A subsequence \((x_n)_{n=1}^{\infty}\subseteq \mathbb{C}\) which satisfies \(\lim_{n\rightarrow\infty}|x_n-x_{n+1}|=0\) does not imply \((x_n)_{n=1}^{\infty}\) is Cauchy.
Example2.46.
(short version: \(\sum_{k=1}^{\infty}\frac{1}{k}\) diverges) Consider \((S_n)=\sum_{k=1}^{n}\frac{1}{k}\text{.}\) Then \(|S_{n+1}-S_n|=\frac{1}{n+1}\rightarrow 0\text{.}\) We will show \((S_n)_{n=1}^{\infty}\) is unbounded, and hence it is not Cauchy. Note that \(S_{2^n}=1+\frac{1}{2}+(\frac{1}{3}+\frac{1}{4})+(\frac{1}{5}+\frac{1}{6}+\frac{1}{7}+\frac{1}{8})+\dots+\frac{1}{2^n}\geq 1+\frac{1}{2}+(\frac{1}{4}+\frac{1}{4})+(\frac{1}{8}+\frac{1}{8}+\frac{1}{8}+\frac{1}{8})+\dots +\frac{1}{2^n}=1+\frac{n}{2}\) So \(\sup_{n\geq 1}S_n=\infty\text{.}\)
Theorem2.47.
If {xn} is a convergent sequence in a metric space, then {xn} is a Cauchy sequence.
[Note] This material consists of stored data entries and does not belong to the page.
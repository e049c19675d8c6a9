//! Event routing and sentry firing.
//!
//! Every emitted lifecycle event is matched against the sentry declarations
//! listening for `(source activity, event)`. Matching on-parts are recorded on
//! the sentry instance of the live target execution; once the join holds and
//! the if-part is satisfied the sentry fires exactly once.

use std::sync::Arc;

use tracing::debug;

use crate::core::types::{CriterionKind, ExecutionId, StandardEvent, State};
use crate::engine::error::{EngineError, EngineResult};
use crate::engine::unit::UnitOfWork;

impl UnitOfWork<'_> {
    pub(super) fn route(
        &mut self,
        source: ExecutionId,
        activity_id: &str,
        event: StandardEvent,
    ) -> EngineResult<()> {
        let model = Arc::clone(&self.model);
        for &index in model.sentries_listening(activity_id, event) {
            let declaration = model.sentry(index);
            let Some(target) = self
                .instance
                .find_by_activity(&declaration.target)
                .map(|execution| execution.id())
            else {
                debug!(sentry = %declaration.id, target = %declaration.target, %event, "no live target, event dropped");
                continue;
            };
            if !self
                .instance
                .sentry_instance_mut(index, target)
                .record(declaration, activity_id, event)
            {
                continue;
            }
            debug!(sentry = %declaration.id, %source, %event, "on-part satisfied");
            self.try_fire(index, target)?;
        }
        Ok(())
    }

    /// Fire sentry `index` for `target` if its join holds and its if-part is
    /// satisfied. Entry sentries of a target suspended before entry stay
    /// pending until it is resumed.
    pub(super) fn try_fire(&mut self, index: usize, target: ExecutionId) -> EngineResult<()> {
        let model = Arc::clone(&self.model);
        let declaration = model.sentry(index);
        let Some(execution) = self.instance.get(target) else {
            return Ok(());
        };
        let state = execution.state();
        let suspended_before_entry = execution
            .suspension()
            .is_some_and(|suspension| suspension.previous == State::Available);
        let scope = execution.parent().unwrap_or(target);

        if !self
            .instance
            .sentry_instance_mut(index, target)
            .is_pending(declaration)
        {
            return Ok(());
        }

        match declaration.kind {
            CriterionKind::Entry if state == State::Available => {}
            CriterionKind::Entry if state == State::Suspended && suspended_before_entry => {
                debug!(sentry = %declaration.id, %target, "entry deferred until resume");
                return Ok(());
            }
            CriterionKind::Entry => {
                // Already entered through another entry criterion.
                self.instance.sentry_instance_mut(index, target).fired = true;
                return Ok(());
            }
            CriterionKind::Exit if state.is_terminal() => {
                self.instance.sentry_instance_mut(index, target).fired = true;
                return Ok(());
            }
            CriterionKind::Exit => {}
        }

        if let Some(expression) = &declaration.if_part {
            let variables = self.instance.visible_variables(scope);
            let satisfied = self
                .evaluator
                .evaluate(expression, &variables)
                .map_err(|err| EngineError::GuardEvaluation {
                    sentry: declaration.id.clone(),
                    target,
                    message: err.message,
                })?;
            if !satisfied {
                debug!(sentry = %declaration.id, %target, "if-part not satisfied");
                return Ok(());
            }
        }

        self.instance.sentry_instance_mut(index, target).fired = true;
        debug!(sentry = %declaration.id, %target, kind = ?declaration.kind, "sentry fired");
        match declaration.kind {
            CriterionKind::Entry => self.enter(target),
            CriterionKind::Exit => self.exit(target),
        }
    }

    /// Re-evaluate every sentry whose join already holds but has not fired,
    /// plus if-part-only sentries that were never evaluated.
    pub(super) fn recheck(&mut self) -> EngineResult<()> {
        let model = Arc::clone(&self.model);
        let mut candidates = Vec::new();
        for execution in self.instance.executions() {
            for &index in model.sentries_gating(execution.activity_id()) {
                let declaration = model.sentry(index);
                let pending = match self.instance.sentry_instance(index, execution.id()) {
                    Some(sentry) => sentry.is_pending(declaration),
                    None => declaration.on_parts.is_empty(),
                };
                if pending {
                    candidates.push((index, execution.id()));
                }
            }
        }
        for (index, target) in candidates {
            self.try_fire(index, target)?;
        }
        Ok(())
    }
}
Definition2.48.Complete Metric Space.
Let M be a metric space. If every Cauchy sequence in M is convergent, we say that M is a complete metric space.
Theorem2.49.\(\R^n\) is Complete.
The metric space Rn is complete.
Example2.50.
The metric space \Q (viewed as a subspace of \R) is not complete.